USDA forecasts for consumer food price inflation were increased again this month, with all food prices now seen rising 5% to 6% (4.5% to 5.5% in March) and grocery store prices expected to rise 5% to 6% (4.5% to 5.5% in March) while the forecast increase in restaurant prices was held at 5.5% to 6.5%.
Taking the midpoint of USDA’s forecast ranges, all food price inflation would be the highest since it was 5.5% in 2008 with food at home (grocery store) inflation also the highest since 2008 when it was up 6.5% from the prior year. The 20-year average for food price increases at 2.4% for all food, 2.9% for restaurant prices and 2.0% for grocery store prices means the current outlooks are for costs that are at least double those averages.
Changes versus Month-Ago Levels
The Consumer Price Index (CPI) for all food increased 1% from February 2022 to March 2022, and food prices were 8.8% higher than in March 2021. The food-away-from-home (restaurant purchases) CPI was 6.9% higher than March 2021 while food at home (grocery store) prices were 10% higher than one year ago in March. Factors causing the increased food price inflation, according to USDA, will be upward price pressures from the Ukraine conflict but downward price pressure from recent increases in interest rates by the Fed. “The situations will be closely monitored to assess the net impacts of the concurrent events on food prices as they unfold,” USDA said.
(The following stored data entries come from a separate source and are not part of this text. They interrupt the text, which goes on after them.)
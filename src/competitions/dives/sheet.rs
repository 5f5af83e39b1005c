//! Dive sheets: the list of dives a competitor has entered, and whether it is
//! still being edited (`draft`) or has been handed in (`submitted`).

use std::collections::HashMap;

use axum::extract::Path;
use chrono::{NaiveDateTime, Utc};
use diesel::{
    connection::LoadConnection, prelude::*, sqlite::Sqlite,
    upsert::excluded,
};
use serde::Serialize;
use tracing::info;

use crate::{
    auth::User,
    competitions::{competitors::Competitor, dives::DiveEntry},
    permission::{Permission, require},
    schema::{competitors, dive_sheets},
    state::Conn,
    util_resp::{FailureResponse, StandardResponse, json_ok},
};

#[derive(Serialize, Debug, Clone, Copy, PartialEq, Eq)]
#[serde(rename_all = "lowercase")]
pub enum SheetStatus {
    Draft,
    Submitted,
}

impl SheetStatus {
    pub fn as_str(&self) -> &'static str {
        match self {
            SheetStatus::Draft => "draft",
            SheetStatus::Submitted => "submitted",
        }
    }

    fn from_column(value: &str) -> Self {
        match value {
            "submitted" => SheetStatus::Submitted,
            _ => SheetStatus::Draft,
        }
    }
}

#[derive(Queryable, Debug, Clone)]
struct SheetRow {
    competitor_id: String,
    status: String,
    submitted_at: Option<NaiveDateTime>,
    updated_at: NaiveDateTime,
}

#[derive(Serialize, Debug, Clone)]
pub struct DiveSheet {
    pub competitor_id: String,
    pub status: SheetStatus,
    pub submitted_at: Option<NaiveDateTime>,
    pub updated_at: Option<NaiveDateTime>,
}

impl DiveSheet {
    /// A competitor without a stored sheet has an empty draft.
    pub fn of_competitor(
        competitor_id: &str,
        conn: &mut impl LoadConnection<Backend = Sqlite>,
    ) -> Result<Self, FailureResponse> {
        let row = dive_sheets::table
            .filter(dive_sheets::competitor_id.eq(competitor_id))
            .first::<SheetRow>(conn)
            .optional()?;

        Ok(match row {
            Some(row) => DiveSheet {
                status: SheetStatus::from_column(&row.status),
                competitor_id: row.competitor_id,
                submitted_at: row.submitted_at,
                updated_at: Some(row.updated_at),
            },
            None => DiveSheet {
                competitor_id: competitor_id.to_string(),
                status: SheetStatus::Draft,
                submitted_at: None,
                updated_at: None,
            },
        })
    }
}

/// Sheet status of every competitor in an event which has a stored sheet.
pub fn sheet_statuses(
    event_id: &str,
    conn: &mut impl LoadConnection<Backend = Sqlite>,
) -> Result<HashMap<String, SheetStatus>, FailureResponse> {
    let rows = dive_sheets::table
        .inner_join(competitors::table)
        .filter(competitors::event_id.eq(event_id))
        .select((dive_sheets::competitor_id, dive_sheets::status))
        .load::<(String, String)>(conn)?;

    Ok(rows
        .into_iter()
        .map(|(id, status)| (id, SheetStatus::from_column(&status)))
        .collect())
}

pub fn check_sheet_is_draft(
    competitor_id: &str,
    conn: &mut impl LoadConnection<Backend = Sqlite>,
) -> Result<(), FailureResponse> {
    match DiveSheet::of_competitor(competitor_id, conn)?.status {
        SheetStatus::Draft => Ok(()),
        SheetStatus::Submitted => Err(FailureResponse::BadRequestJson(
            "this dive sheet has been submitted; reopen it before making \
             changes"
                .to_string(),
        )),
    }
}

pub fn set_status(
    competitor_id: &str,
    status: SheetStatus,
    conn: &mut impl LoadConnection<Backend = Sqlite>,
) -> Result<(), FailureResponse> {
    let now = Utc::now().naive_utc();
    let submitted_at = (status == SheetStatus::Submitted).then_some(now);

    diesel::insert_into(dive_sheets::table)
        .values((
            dive_sheets::competitor_id.eq(competitor_id),
            dive_sheets::status.eq(status.as_str()),
            dive_sheets::submitted_at.eq(submitted_at),
            dive_sheets::updated_at.eq(now),
        ))
        .on_conflict(dive_sheets::competitor_id)
        .do_update()
        .set((
            dive_sheets::status.eq(excluded(dive_sheets::status)),
            dive_sheets::submitted_at.eq(excluded(dive_sheets::submitted_at)),
            dive_sheets::updated_at.eq(excluded(dive_sheets::updated_at)),
        ))
        .execute(conn)?;

    Ok(())
}

/// Records that a draft sheet was edited, creating the row if needed.
pub fn mark_updated(
    competitor_id: &str,
    conn: &mut impl LoadConnection<Backend = Sqlite>,
) -> Result<(), FailureResponse> {
    set_status(competitor_id, SheetStatus::Draft, conn)
}

#[derive(Serialize)]
struct SheetWithEntries {
    dive_sheet: DiveSheet,
    entries: Vec<DiveEntry>,
}

pub async fn get_dive_sheet(
    Path(competitor_id): Path<String>,
    mut conn: Conn<false>,
) -> StandardResponse {
    let competitor = Competitor::fetch(&competitor_id, &mut *conn)?;

    json_ok(SheetWithEntries {
        dive_sheet: DiveSheet::of_competitor(&competitor.id, &mut *conn)?,
        entries: DiveEntry::of_competitor(&competitor.id, &mut *conn)?,
    })
}

pub async fn submit_dive_sheet(
    Path(competitor_id): Path<String>,
    user: User,
    mut conn: Conn<true>,
) -> StandardResponse {
    require(&user, Permission::ManageCompetitions)?;

    let competitor = Competitor::fetch(&competitor_id, &mut *conn)?;
    set_status(&competitor.id, SheetStatus::Submitted, &mut *conn)?;

    info!(competitor = %competitor.id, "dive sheet submitted");

    json_ok(DiveSheet::of_competitor(&competitor.id, &mut *conn)?)
}

pub async fn reopen_dive_sheet(
    Path(competitor_id): Path<String>,
    user: User,
    mut conn: Conn<true>,
) -> StandardResponse {
    require(&user, Permission::ManageCompetitions)?;

    let competitor = Competitor::fetch(&competitor_id, &mut *conn)?;
    set_status(&competitor.id, SheetStatus::Draft, &mut *conn)?;

    info!(competitor = %competitor.id, "dive sheet reopened");

    json_ok(DiveSheet::of_competitor(&competitor.id, &mut *conn)?)
}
Confirmation of highly pathogenic avian influenza (HPAI) in the US since earlier this year has had an impact—albeit modest—on egg prices, according to USDA. “Egg prices increased by 1.9% in March 2022, following a 2.2% increase in February,” USDA detailed. “An ongoing outbreak of highly pathogenic avian influenza could contribute to poultry and egg price increases through decreased supply or prices could be reduced by a drop in international demand for U.S. poultry.” USDA now sees egg prices rising 6% to 7% in 2022 versus 2021, a big jump from their month-ago outlook that egg prices would be up 2.5% to 3.5%. USDA initially expected 2022 egg prices to be down 0.5% to up 0.5%.
Meat, Other Price Increases
While wholesale beef prices decreased by 3.6% in March 2022, USDA noted retail beef prices increased by 1%. “Wholesale pork prices, along with port congestion, contributed to a 1.4% increase in retail pork prices in March 2022,” USDA said. Their outlook is for beef and veal prices to rise between 6% and 7% in 2022 (3% to 4% prior), with pork prices seen rising 4% to 5% (3% to 4% prior) and other meat prices are expected up 3.5% to 4.5% (2.5% to 3.5% prior). USDA initially expected beef and veal and pork prices to be up 2% to 3% in 2022. Retail poultry prices are seen up 7.5% to 8.5% in 2022 (6% to 7% prior) in part as cold storage data indicates historically low stocks of frozen poultry. USDA initially expected poultry prices up 1% to 2% in 2022. Fats and oils prices are predicted to increase between 8% and 9% in 2022, up from their prior expectation those prices would increase 6% to 7%. Those prices were expected to be up 1.5% to 2.5% in USDA’s initial outlook. Dairy prices are now seen up 6% to 7% in 2022 compared with 2021, up from 4% to 5% in March. USDA started its 2022 expectations for dairy product prices to be down 0.5% to up 0.5%.
More Food Price Forecast Hikes Ahead
Given that food price inflation on a monthly and annual basis has not eased, look for USDA to continue increasing their forecasts ahead. In 2008, the last time food price inflation was as high as the midpoint of the current outlook, USDA increased their forecasts each month in March, April and May, with a final increase in August. Similarly, their outlook for grocery store prices increased in March, May and August.
For 2022, USDA has already increased its forecast for all food price inflation in February, March and April, after starting from a level of 2% to 3% in July 2021. For grocery store prices, the current 5% to 6% increase is from increases in February, March and April after the agency initially expected grocery store prices to increase just 1.5% to 2.5%.
For restaurant prices, USDA’s 5% to 6% forecast is up from an initial expectation for increases to be 3% to 4%, with the forecast range rising in January, February and March.
History suggests USDA may arrive at its final outlooks for all food and food at home prices in August. But that would depend on food price inflation data not continuing to build as we move through the balance of 2022. Typically, USDA’s forecasts for all food and grocery store prices stay steady in September-December. Restaurant prices, however, are subject to later upward revisions with the final increase coming in November or December.